Two documents are helpful for the appropriate risk management process realization: EN ISO 14971:2012 [12] Standard, and, if a medical device contains animal tissue derived substance, EN ISO 22442-1:2007 Standard [13]. The realization of the risk analysis, being the main area of the risk management, allows for the identification of a vast area of the potential unconformities concerning the performance and safety of the analysed medical device.

The design process of a medical device, including the topical haemostatic agent, requires several verifications and validation stages, the effectiveness of which results from an appropriate methodology test and research programme composition. The application of the new forms of the chitosan/alginate micro- and nano-fibrids formulation, being the effect of the design process supported by a risk analysis process, will result in the improvement of the absorption capacity of amorphic constituents and increase in the internal surface that synergistically activates the haemostatic pathway. Moreover, the directional design of the usable forms of the topical haemostatic agents allows for the maximalization of the performance of the medical devices due to the localization and contact aspects. The synergistic effect resulting from the formulation of the haemostatic agent screening and the optimal selection of the haemostatic factor carriers constitutes product innovation (new topical haemostatic agent formulation) supported by process innovation (risk management process for the selection most proper performance).

The topical haemostatic agents are medical devices that are used mostly in case of an intense haemorrhage [5,14,15,16,17]. Several usable forms are applied in practice, such as impregnated gauze, tampon, foam, and powders [18].

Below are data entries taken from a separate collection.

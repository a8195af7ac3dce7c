//! Notion REST implementation of the document gateway.
//!
//! # Responsibility
//! - Map gateway operations onto Notion's block/page/search endpoints
//!   (wire version `2022-06-28`).
//! - Decode remote block payloads into `Block` snapshots and encode
//!   checklist creation payloads.
//!
//! # Invariants
//! - Pagination of child listings is transparent to callers.
//! - A non-success HTTP status always becomes `GatewayError::Api`.
//! - Unknown block types decode to inert `Other` blocks so snapshot
//!   indices stay aligned with the remote page.

use crate::gateway::{DocumentGateway, GatewayError, GatewayResult, LogRecord, StoreId};
use crate::model::block::{Block, BlockId, BlockKind, NewTodo, DEFAULT_COLOR};
use log::debug;
use reqwest::blocking::{Client, RequestBuilder};
use serde_json::{json, Value};
use std::time::Duration;

const DEFAULT_BASE_URL: &str = "https://api.notion.com/v1";
const NOTION_VERSION: &str = "2022-06-28";
const REQUEST_TIMEOUT: Duration = Duration::from_secs(30);
const SEARCH_PAGE_SIZE: u32 = 25;
const ERROR_BODY_MAX_CHARS: usize = 400;

/// Blocking Notion API client implementing `DocumentGateway`.
pub struct NotionGateway {
    client: Client,
    token: String,
    base_url: String,
}

impl NotionGateway {
    /// Creates a gateway authenticated with an integration token.
    pub fn new(token: impl Into<String>) -> GatewayResult<Self> {
        Self::with_base_url(token, DEFAULT_BASE_URL)
    }

    /// Creates a gateway against a non-default API origin.
    pub fn with_base_url(
        token: impl Into<String>,
        base_url: impl Into<String>,
    ) -> GatewayResult<Self> {
        let client = Client::builder().timeout(REQUEST_TIMEOUT).build()?;
        Ok(Self {
            client,
            token: token.into(),
            base_url: base_url.into().trim_end_matches('/').to_string(),
        })
    }

    fn request(&self, builder: RequestBuilder) -> GatewayResult<Value> {
        let response = builder
            .bearer_auth(&self.token)
            .header("Notion-Version", NOTION_VERSION)
            .send()?;
        let status = response.status();
        if !status.is_success() {
            let body = response.text().unwrap_or_default();
            return Err(GatewayError::Api {
                status: status.as_u16(),
                message: truncate(&body, ERROR_BODY_MAX_CHARS),
            });
        }
        response.json::<Value>().map_err(GatewayError::from)
    }

    fn url(&self, path: &str) -> String {
        format!("{}/{path}", self.base_url)
    }
}

impl DocumentGateway for NotionGateway {
    fn verify_document(&self, page: &BlockId) -> GatewayResult<()> {
        // A 404 here also covers the integration not being invited to
        // the page; the CLI surfaces that hint.
        self.request(self.client.get(self.url(&format!("pages/{page}"))))?;
        Ok(())
    }

    fn list_children(&self, parent: &BlockId) -> GatewayResult<Vec<Block>> {
        let url = self.url(&format!("blocks/{parent}/children"));
        let mut blocks = Vec::new();
        let mut cursor: Option<String> = None;
        loop {
            let mut builder = self.client.get(url.as_str());
            if let Some(cursor) = &cursor {
                builder = builder.query(&[("start_cursor", cursor.as_str())]);
            }
            let page = self.request(builder)?;
            let results = page
                .get("results")
                .and_then(Value::as_array)
                .ok_or_else(|| {
                    GatewayError::InvalidResponse("children listing without results".into())
                })?;
            for value in results {
                blocks.push(decode_block(value)?);
            }
            if page.get("has_more").and_then(Value::as_bool) == Some(true) {
                cursor = page
                    .get("next_cursor")
                    .and_then(Value::as_str)
                    .map(str::to_string);
                if cursor.is_none() {
                    return Err(GatewayError::InvalidResponse(
                        "has_more set without next_cursor".into(),
                    ));
                }
            } else {
                break;
            }
        }
        debug!(
            "event=list_children module=gateway status=ok parent={parent} count={}",
            blocks.len()
        );
        Ok(blocks)
    }

    fn insert_after(
        &self,
        parent: &BlockId,
        anchor: &BlockId,
        items: &[NewTodo],
    ) -> GatewayResult<()> {
        let children: Vec<Value> = items.iter().map(encode_new_todo).collect();
        let payload = json!({ "children": children, "after": anchor });
        self.request(
            self.client
                .patch(self.url(&format!("blocks/{parent}/children")))
                .json(&payload),
        )?;
        Ok(())
    }

    fn archive_block(&self, id: &BlockId) -> GatewayResult<()> {
        self.request(
            self.client
                .patch(self.url(&format!("blocks/{id}")))
                .json(&json!({ "archived": true })),
        )?;
        Ok(())
    }

    fn set_todo_checked(&self, id: &BlockId, checked: bool) -> GatewayResult<()> {
        self.request(
            self.client
                .patch(self.url(&format!("blocks/{id}")))
                .json(&json!({ "to_do": { "checked": checked } })),
        )?;
        Ok(())
    }

    fn append_record(&self, store: &StoreId, record: &LogRecord) -> GatewayResult<()> {
        let payload = json!({
            "parent": { "type": "database_id", "database_id": store },
            "properties": record_properties(record),
        });
        self.request(self.client.post(self.url("pages")).json(&payload))?;
        Ok(())
    }

    fn find_store_by_title(&self, title: &str) -> GatewayResult<Option<StoreId>> {
        let payload = json!({
            "query": title,
            "filter": { "value": "database", "property": "object" },
            "page_size": SEARCH_PAGE_SIZE,
        });
        let found = self.request(self.client.post(self.url("search")).json(&payload))?;
        let results = found
            .get("results")
            .and_then(Value::as_array)
            .ok_or_else(|| GatewayError::InvalidResponse("search without results".into()))?;
        for item in results {
            let candidate = item
                .get("title")
                .map(joined_plain_text)
                .unwrap_or_default();
            if candidate.trim().eq_ignore_ascii_case(title) {
                if let Some(id) = item.get("id").and_then(Value::as_str) {
                    return Ok(Some(id.to_string()));
                }
            }
        }
        Ok(None)
    }
}

/// Joins the `plain_text` of every span in a rich-text array.
fn joined_plain_text(spans: &Value) -> String {
    spans
        .as_array()
        .map(|spans| {
            spans
                .iter()
                .filter_map(|span| span.get("plain_text").and_then(Value::as_str))
                .collect::<String>()
        })
        .unwrap_or_default()
}

/// Decodes one remote block payload into a `Block` snapshot.
fn decode_block(value: &Value) -> GatewayResult<Block> {
    let id = value
        .get("id")
        .and_then(Value::as_str)
        .ok_or_else(|| GatewayError::InvalidResponse("block without id".into()))?
        .to_string();
    let kind = value.get("type").and_then(Value::as_str).unwrap_or("");
    let body = value.get(kind).cloned().unwrap_or(Value::Null);
    let text = body
        .get("rich_text")
        .map(joined_plain_text)
        .unwrap_or_default()
        .trim()
        .to_string();

    let block = match kind {
        "heading_1" | "heading_2" | "heading_3" => Block::heading(id, text),
        "paragraph" => Block::paragraph(id, text),
        "to_do" => {
            let checked = body.get("checked").and_then(Value::as_bool).unwrap_or(false);
            let color = body
                .get("color")
                .and_then(Value::as_str)
                .unwrap_or(DEFAULT_COLOR)
                .to_string();
            let mut block = Block::todo(id, text, checked);
            block.color = color;
            block
        }
        _ => Block::other(id),
    };
    debug_assert!(block.kind != BlockKind::Other || block.text.is_empty());
    Ok(block)
}

/// Encodes one checklist creation payload.
fn encode_new_todo(item: &NewTodo) -> Value {
    json!({
        "object": "block",
        "type": "to_do",
        "to_do": {
            "rich_text": [{ "type": "text", "text": { "content": item.text } }],
            "checked": false,
            "color": item.color,
        }
    })
}

/// Maps a log record onto the properties of its store's schema.
///
/// Archived items use a `Name` title column, completion ratios a `State`
/// title column; both carry a `Date` column.
fn record_properties(record: &LogRecord) -> Value {
    let title = json!({ "title": [{ "type": "text", "text": { "content": record.label() } }] });
    let date = json!({ "date": { "start": record.date().to_string() } });
    match record {
        LogRecord::DoneItem { .. } => json!({ "Name": title, "Date": date }),
        LogRecord::DailyCompletion { .. } => json!({ "State": title, "Date": date }),
    }
}

fn truncate(value: &str, max_chars: usize) -> String {
    let mut truncated: String = value.chars().take(max_chars).collect();
    if value.chars().count() > max_chars {
        truncated.push_str("...");
    }
    truncated
}

#[cfg(test)]
mod tests {
    use super::{decode_block, encode_new_todo, joined_plain_text, record_properties};
    use crate::gateway::LogRecord;
    use crate::model::block::{BlockKind, NewTodo};
    use chrono::NaiveDate;
    use serde_json::json;

    fn date() -> NaiveDate {
        NaiveDate::from_ymd_opt(2026, 8, 30).unwrap()
    }

    #[test]
    fn decodes_heading_levels_to_heading_kind() {
        for level in ["heading_1", "heading_2", "heading_3"] {
            let value = json!({
                "id": "b1",
                "type": level,
                level: { "rich_text": [{ "plain_text": "Today:" }] },
            });
            let block = decode_block(&value).unwrap();
            assert_eq!(block.kind, BlockKind::Heading);
            assert_eq!(block.text, "Today:");
        }
    }

    #[test]
    fn decodes_todo_with_checked_state_and_color() {
        let value = json!({
            "id": "b2",
            "type": "to_do",
            "to_do": {
                "rich_text": [{ "plain_text": "ship " }, { "plain_text": "it" }],
                "checked": true,
                "color": "red",
            },
        });
        let block = decode_block(&value).unwrap();
        assert_eq!(block.kind, BlockKind::Todo);
        assert_eq!(block.text, "ship it");
        assert!(block.checked);
        assert_eq!(block.color, "red");
    }

    #[test]
    fn decodes_unknown_type_to_inert_other() {
        let value = json!({ "id": "b3", "type": "divider", "divider": {} });
        let block = decode_block(&value).unwrap();
        assert_eq!(block.kind, BlockKind::Other);
        assert!(block.text.is_empty());
        assert!(!block.is_empty_paragraph());
    }

    #[test]
    fn decode_rejects_block_without_id() {
        let value = json!({ "type": "paragraph", "paragraph": { "rich_text": [] } });
        assert!(decode_block(&value).is_err());
    }

    #[test]
    fn joined_plain_text_handles_missing_spans() {
        assert_eq!(joined_plain_text(&json!(null)), "");
        assert_eq!(
            joined_plain_text(&json!([{ "plain_text": "a" }, {}, { "plain_text": "b" }])),
            "ab"
        );
    }

    #[test]
    fn encoded_todo_is_always_unchecked() {
        let value = encode_new_todo(&NewTodo {
            text: "carry over".into(),
            color: "blue".into(),
        });
        assert_eq!(value["type"], "to_do");
        assert_eq!(value["to_do"]["checked"], false);
        assert_eq!(value["to_do"]["color"], "blue");
        assert_eq!(value["to_do"]["rich_text"][0]["text"]["content"], "carry over");
    }

    #[test]
    fn done_record_uses_name_column_with_task_fallback() {
        let value = record_properties(&LogRecord::DoneItem {
            text: String::new(),
            date: date(),
        });
        assert_eq!(value["Name"]["title"][0]["text"]["content"], "Task");
        assert_eq!(value["Date"]["date"]["start"], "2026-08-30");
        assert!(value.get("State").is_none());
    }

    #[test]
    fn completion_record_uses_state_column() {
        let value = record_properties(&LogRecord::DailyCompletion {
            completed: 2,
            total: 3,
            date: date(),
        });
        assert_eq!(value["State"]["title"][0]["text"]["content"], "2/3");
        assert!(value.get("Name").is_none());
    }
}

The main aspects of the performance and safety of the products mentioned above should ensure the stable and strictly defined functionalities during the entire lifecycle.

The application of risk analysis supports the selection of an appropriate and safe research programme in order to:

-

verify the performance (each usable feature and global, whole functionalities);

-

verify the stability during storage and transportation; and,

-

estimate the life-span of the products.

The risk analysis strictly supports the appropriate estimation of the verification tests that significantly reduce the risk to an acceptable level.

This study aimed to propose the guide for the estimation (appropriate for the design process) of a research programme based on the risk management process supporting the works on designing two usable forms of the topical haemostatic agent, including chitosan/alginate lyophilised foam and chitosan/alginate impregnated gauze.

Both usable forms of the topical haemostatic agent, being the main part of the modified combat gauze, were fabricated using the chitosan/alginate compositions. Moreover, the comparison of the main properties of clinically used topical haemostatic agents with the usable forms being developed was performed for the validation of the evaluated risk levels.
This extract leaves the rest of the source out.